Calculating intermolecular charge transfer integrals in organic semiconductors requires substantial computer resource for each individual calculation. We might alternatively construct a machine learning model for transfer integrals, which model the full six-degrees of freedom for the relative position of dimer pairs, trained on representative calculations for the molecules of interest. Recent developments have produced effective machine learning force fields, which model the total energy of atomic assemblies. We extend the Atomic Cluster Expansion (ACE) with the correct symmetries for transfer (kinetic-energy) integrals. Combined with a spherical harmonic basis makes, this forms a strong inductive bias and makes for a data efficient model. We introduce coarse-grained and heavy-atom representations, and assess the methodology on representative conjugated semiconductors: ethylene, thiophene, and naphthalene.

Paper Structure

This paper contains 13 sections, 21 equations, 8 figures.

Figures (8)

  • Figure 1: Schematic representation of charge transfer in organic semiconductors. The active layer features a hybrid donor/acceptor shape situated between the anode and cathode electrodes. A magnified perspective illustrates the electronic coupling between two $\pi$-conjugated molecules (Mol $a$ and Mol $b$), defined by their respective centre-of-mass displacement $(x_{ab}, y_{ab}, z_{ab})$ and relative rotational orientations $(\theta_x, \theta_y, \theta_z)$. The transfer integral $J_{ab}$, which dictates the charge transfer rate between molecules, depends on their relative coordinates.
  • Figure 2: Illustration of the Heavy-atom representations used for ACE descriptor construction for (left) ethylene and (right) thiophene dimers. (a) The ethylene dimer is represented using only carbon atoms (yellow and green dots for Mol $a$ and Mol $b$, respectively). Panels (b) and (c) illustrate variations of the Heavy-atom representation: (b) includes only carbon atoms, while (c) incorporates both carbon and sulphur atoms as distinct elements.
  • Figure 3: Illustration of two types of molecular representations used for constructing ACE descriptors. The central diagram shows a dimer of Naphthalene (Mol $a$ and Mol $b$).
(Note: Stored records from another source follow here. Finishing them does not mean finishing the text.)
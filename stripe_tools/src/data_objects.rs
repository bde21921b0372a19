use std::collections::HashMap;

use serde::{Deserialize, Serialize};
use serde_json::Value;
use troca_common::Centavos;

use crate::StripeApiError;

/// The event type Stripe sends when a payment intent settles. The webhook handler acts on this and ignores
/// everything else.
pub const PAYMENT_INTENT_SUCCEEDED: &str = "payment_intent.succeeded";

/// The metadata key carrying the offer id on payment intents we create.
pub const OFFER_ID_METADATA_KEY: &str = "offer_id";

#[derive(Debug, Clone, Deserialize, Serialize)]
pub struct Customer {
    pub id: String,
    pub name: Option<String>,
    pub email: Option<String>,
}

/// The subset of Stripe's payment intent object that the marketplace cares about.
#[derive(Debug, Clone, Deserialize, Serialize)]
pub struct PaymentIntent {
    pub id: String,
    pub amount: Centavos,
    pub currency: String,
    pub status: String,
    pub client_secret: Option<String>,
    pub customer: Option<String>,
    #[serde(default)]
    pub metadata: HashMap<String, String>,
}

impl PaymentIntent {
    pub fn is_succeeded(&self) -> bool {
        self.status == "succeeded"
    }

    /// The offer this intent was created for, if the metadata carries one.
    pub fn offer_id(&self) -> Option<i64> {
        self.metadata.get(OFFER_ID_METADATA_KEY).and_then(|v| v.parse::<i64>().ok())
    }
}

/// Parameters for a new payment intent. The currency comes from the API configuration.
#[derive(Debug, Clone)]
pub struct NewPaymentIntent {
    pub amount: Centavos,
    pub customer_id: String,
    pub offer_id: i64,
}

impl NewPaymentIntent {
    pub fn new(amount: Centavos, customer_id: &str, offer_id: i64) -> Self {
        Self { amount, customer_id: customer_id.to_string(), offer_id }
    }
}

#[derive(Debug, Clone, Deserialize, Serialize)]
pub struct BalanceFunds {
    pub amount: Centavos,
    pub currency: String,
}

#[derive(Debug, Clone, Default, Deserialize, Serialize)]
pub struct Balance {
    #[serde(default)]
    pub available: Vec<BalanceFunds>,
    #[serde(default)]
    pub pending: Vec<BalanceFunds>,
}

#[derive(Debug, Clone, Deserialize, Serialize)]
pub struct BalanceTransaction {
    pub id: String,
    pub amount: Centavos,
    pub fee: Centavos,
    pub net: Centavos,
    pub currency: String,
    pub created: i64,
    pub status: String,
    #[serde(rename = "type")]
    pub transaction_type: String,
    pub description: Option<String>,
}

/// A signed event delivered to the webhook endpoint. `data.object` is kept raw; use [`Self::payment_intent`]
/// to interpret it once the event type has been checked.
#[derive(Debug, Clone, Deserialize, Serialize)]
pub struct WebhookEvent {
    pub id: String,
    #[serde(rename = "type")]
    pub event_type: String,
    pub data: EventData,
}

#[derive(Debug, Clone, Deserialize, Serialize)]
pub struct EventData {
    pub object: Value,
}

impl WebhookEvent {
    pub fn payment_intent(&self) -> Result<PaymentIntent, StripeApiError> {
        serde_json::from_value(self.data.object.clone()).map_err(|e| StripeApiError::JsonError(e.to_string()))
    }
}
The left pathway depicts the Bead (coarse-grained) representation, in which each aromatic ring is represented by a single Bead. The right pathway illustrates the Heavy-atom Representation, where only heavy (Heavy-atom) atoms are included.
  • Figure 4: Heatmaps shows the 2-dimensional transfer integrals of ethylene (a), thiophene (b), and naphthalene (c).
  • Figure 5: Analysis of ethylene (upper), thiophene (middle), and naphthalene (lower) dimer RDFs for the ACE descriptor construction for the Heavy-atom representation.